Multidão lota estádio no Níger em apoio ao levante militar e repúdio a ultimato da França

Victor Farinelli

 

A cidade de Niamey, capital do Níger, viveu uma jornada de mobilização popular neste domingo (06/08), quando milhares de pessoas marcharam do Centro da metrópole nigerina até o Estádio General Seyni Kountché, onde se realizou um ato político em favor do levante militar, que derrubou o governo de Mohamed Bazoum e instalou no poder a junta militar liderada pelo general Abdourahmane Tchiani.

O ato serviu para mostrar o apoio popular do país ao novo governo, depois do ultimato feito no dia anterior pelo governo da França, através da chanceler Catherine Colonna, que deu prazo até este domingo para que a junta militar nigerina reconduzisse Bazoum ao poder. Caso contrário, Paris assegura que apoiará uma intervenção militar, não do exército francês, mas de forças armadas dos países da Comunidade Econômica dos Estados da África Ocidental (Cedeao).

A julgar pelas cenas reportadas em Niamey, a ameaça francesa reforçou o repúdio de grande parte da população ao antigo colonizador do país.
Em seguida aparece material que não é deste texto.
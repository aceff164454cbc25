//! `viewcopy plan`

mod handler;

pub use handler::handle_plan_command;
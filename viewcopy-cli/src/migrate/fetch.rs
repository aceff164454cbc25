//! Reads view definitions from the source dataset

use anyhow::{Context, Result};
use log::{debug, error, info, warn};

use super::types::{FetchedViews, ViewDefinition};
use crate::api::{DatasetRef, Lookup, Warehouse};

/// List the source dataset and fetch every view's definition
///
/// Failing to list the dataset is fatal. A view whose definition cannot be
/// fetched is kept in `view_names`, recorded in `unavailable`, and skipped.
pub async fn fetch_views(warehouse: &dyn Warehouse, source: &DatasetRef) -> Result<FetchedViews> {
    let listings = warehouse
        .list_tables(source)
        .await
        .with_context(|| format!("Failed to list tables in {}", source))?;

    let mut fetched = FetchedViews::default();

    for listing in listings.into_iter().filter(|l| l.kind.is_view()) {
        let view_ref = source.table(&listing.name);
        fetched.view_names.push(listing.name.clone());

        match warehouse.get_table(&view_ref).await {
            Ok(Lookup::Found(definition)) => match definition.view_query {
                Some(query) => {
                    debug!("Fetched definition of {}", view_ref);
                    fetched.definitions.push(ViewDefinition::new(listing.name, query));
                }
                None => {
                    warn!("View {} has no query text. Skipping.", view_ref);
                    fetched.unavailable.push(listing.name);
                }
            },
            Ok(Lookup::NotFound) => {
                warn!("View {} not found.", view_ref);
                fetched.unavailable.push(listing.name);
            }
            Err(e) => {
                error!("Failed to fetch view {}: {:#}", view_ref, e);
                fetched.unavailable.push(listing.name);
            }
        }
    }

    info!(
        "Fetched {} of {} views from {}",
        fetched.definitions.len(),
        fetched.view_names.len(),
        source
    );
    Ok(fetched)
}
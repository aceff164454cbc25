//! Rewrites dataset-qualified references for the destination
//!
//! Substitution is textual, like reference extraction. `dataset.` is also
//! rewritten where it ends a longer identifier (`odds.t` for dataset `ds`).
//! Because both forms are matched in one left-to-right pass, whichever match
//! starts first wins: when such an identifier runs straight into
//! `project.dataset.` (project `s`, dataset `ds`, text `ds.ds.t`), the
//! dataset-only match at the start is taken and the qualified one it overlaps
//! is not.

use regex::{Captures, Regex};

use crate::api::DatasetRef;

/// Moves `source` references in SQL text over to `destination`
///
/// `project.dataset.` becomes `new_project.new_dataset.` and any remaining
/// `dataset.` becomes `new_dataset.`. Both rules run in a single left-to-right
/// pass, so replaced text is never rewritten a second time even when the new
/// names contain the old ones.
#[derive(Debug, Clone)]
pub struct QueryRewriter {
    pattern: Regex,
    qualified_prefix: String,
    dataset_prefix: String,
}

impl QueryRewriter {
    pub fn new(source: &DatasetRef, destination: &DatasetRef) -> Result<Self, regex::Error> {
        let qualified = format!("{}.{}.", source.project, source.dataset);
        let dataset_only = format!("{}.", source.dataset);
        let pattern = Regex::new(&format!(
            "({})|{}",
            regex::escape(&qualified),
            regex::escape(&dataset_only)
        ))?;

        Ok(Self {
            pattern,
            qualified_prefix: format!("{}.{}.", destination.project, destination.dataset),
            dataset_prefix: format!("{}.", destination.dataset),
        })
    }

    pub fn rewrite(&self, sql: &str) -> String {
        self.pattern
            .replace_all(sql, |caps: &Captures| {
                if caps.get(1).is_some() {
                    self.qualified_prefix.clone()
                } else {
                    self.dataset_prefix.clone()
                }
            })
            .into_owned()
    }
}
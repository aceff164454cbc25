//! Warehouse API module
//!
//! Exposes the [`Warehouse`] interface the migration talks to, the BigQuery
//! REST client implementing it, and the metadata models shared by both.

pub mod bigquery;
#[cfg(test)]
pub mod memory;
pub mod models;
pub mod resilience;
pub mod warehouse;

pub use bigquery::BigQueryClient;
pub use models::{DatasetRef, Lookup, TableRef};
pub use resilience::RetryConfig;
pub use warehouse::Warehouse;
Em meios aos discursos de Tchiani e do coronel major Amadou Abdramane – líder da operação que culminou no sequestro e deposição do ex-mandatário Bazoum –, se ouviram fortes vaias cada vez que os discursantes mencionavam a França ou a Cedeao. O principal grito entoado pelo público, segundo a imprensa local, foi o de França imperialista.

Além disso, tanto na marcha quanto no ato se observou uma grande quantidade de pessoas levando bandeiras da Rússia, além das bandeiras do Níger.

 

Ultimato francês

A ameaça francesa diz respeito a uma possível ação militar no Níger que teria início nesta segunda-feira (07/08), caso a junta militar mantenha o ex-presidente Bazoum sequestrado e impedido de retornar ao poder no país – o que, ao parecer, é o que vai acontecer, segundo as palavras do general Tchiani durante o ato.
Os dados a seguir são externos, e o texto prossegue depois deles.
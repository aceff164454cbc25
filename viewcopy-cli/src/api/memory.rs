//! In-memory warehouse used by tests
//!
//! Tables keep insertion order so listing order is deterministic. Every write
//! call is recorded, and individual tables can be made to fail on lookup or
//! on creation.

use anyhow::{Result, anyhow};
use async_trait::async_trait;
use std::collections::HashSet;
use std::sync::Mutex;

use super::models::{DatasetRef, Lookup, TableDefinition, TableKind, TableListing, TableRef};
use super::warehouse::{ApiError, Warehouse};

#[derive(Debug, Clone, PartialEq, Eq)]
pub enum RecordedCall {
    Create(String),
    CreateOrReplace(String),
}

#[derive(Debug, Default)]
struct State {
    tables: Vec<TableDefinition>,
    calls: Vec<RecordedCall>,
}

#[derive(Debug, Default)]
pub struct InMemoryWarehouse {
    state: Mutex<State>,
    /// Listed but reported as not found on lookup
    vanished: HashSet<String>,
    /// Lookups fail with a server error
    broken_lookups: HashSet<String>,
    /// Create calls fail with a server error
    broken_creates: HashSet<String>,
}

impl InMemoryWarehouse {
    pub fn new() -> Self {
        Self::default()
    }

    pub fn with_view(self, table: TableRef, query: &str) -> Self {
        self.insert(table, TableKind::View, Some(query.to_string()));
        self
    }

    pub fn with_table(self, table: TableRef) -> Self {
        self.insert(table, TableKind::Table, None);
        self
    }

    pub fn vanish(mut self, table: &TableRef) -> Self {
        self.vanished.insert(table.to_string());
        self
    }

    pub fn break_lookup(mut self, table: &TableRef) -> Self {
        self.broken_lookups.insert(table.to_string());
        self
    }

    pub fn break_create(mut self, table: &TableRef) -> Self {
        self.broken_creates.insert(table.to_string());
        self
    }

    pub fn calls(&self) -> Vec<RecordedCall> {
        self.state.lock().unwrap().calls.clone()
    }

    pub fn view_query(&self, table: &TableRef) -> Option<String> {
        let state = self.state.lock().unwrap();
        state
            .tables
            .iter()
            .find(|t| &t.reference == table)
            .and_then(|t| t.view_query.clone())
    }

    fn insert(&self, table: TableRef, kind: TableKind, view_query: Option<String>) {
        let mut state = self.state.lock().unwrap();
        state.tables.retain(|t| t.reference != table);
        state.tables.push(TableDefinition {
            reference: table,
            kind,
            view_query,
        });
    }

    fn exists(&self, table: &TableRef) -> bool {
        let state = self.state.lock().unwrap();
        state.tables.iter().any(|t| &t.reference == table)
    }

    fn check_create(&self, table: &TableRef) -> Result<()> {
        if self.broken_creates.contains(&table.to_string()) {
            return Err(ApiError::Status {
                status: 400,
                message: format!("Invalid view definition for {}", table),
            }
            .into());
        }
        Ok(())
    }
}

#[async_trait]
impl Warehouse for InMemoryWarehouse {
    async fn list_tables(&self, dataset: &DatasetRef) -> Result<Vec<TableListing>> {
        let state = self.state.lock().unwrap();
        Ok(state
            .tables
            .iter()
            .filter(|t| &t.reference.dataset_ref() == dataset)
            .map(|t| TableListing {
                name: t.reference.table.clone(),
                kind: t.kind.clone(),
            })
            .collect())
    }

    async fn get_table(&self, table: &TableRef) -> Result<Lookup<TableDefinition>> {
        let key = table.to_string();
        if self.broken_lookups.contains(&key) {
            return Err(anyhow!(ApiError::Status {
                status: 500,
                message: "backendError".to_string(),
            }));
        }
        if self.vanished.contains(&key) {
            return Ok(Lookup::NotFound);
        }

        let state = self.state.lock().unwrap();
        Ok(match state.tables.iter().find(|t| &t.reference == table) {
            Some(definition) => Lookup::Found(definition.clone()),
            None => Lookup::NotFound,
        })
    }

    async fn create_view(&self, table: &TableRef, query: &str) -> Result<()> {
        self.state
            .lock()
            .unwrap()
            .calls
            .push(RecordedCall::Create(table.to_string()));
        self.check_create(table)?;
        if self.exists(table) {
            return Err(ApiError::AlreadyExists(table.to_string()).into());
        }
        self.insert(table.clone(), TableKind::View, Some(query.to_string()));
        Ok(())
    }

    async fn create_or_replace_view(&self, table: &TableRef, query: &str) -> Result<()> {
        self.state
            .lock()
            .unwrap()
            .calls
            .push(RecordedCall::CreateOrReplace(table.to_string()));
        self.check_create(table)?;
        self.insert(table.clone(), TableKind::View, Some(query.to_string()));
        Ok(())
    }
}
Porém, os países que participariam dessa tentativa de invasão a Niamey seriam Benim, Costa do Marfim, Senegal e Nigéria.

Representantes dos governos desses quatro países confirmaram sua disposição em formar parte da operação contra o levante nigerino. No caso da Nigéria, o presidente do país, Bola Tinubu, enviou um pedido formal ao Senado do país solicitando uma autorização para realizar o ataque.

Vale lembrar que o levante militar no Níger é o quinto observado na região da África Ocidental desde 2020. Anteriormente, foram registrados ações insurgentes semelhantes em Mali, Guiné, Burkina Faso e no Chade.


Com informa´ções de Al Jazeera e TeleSur.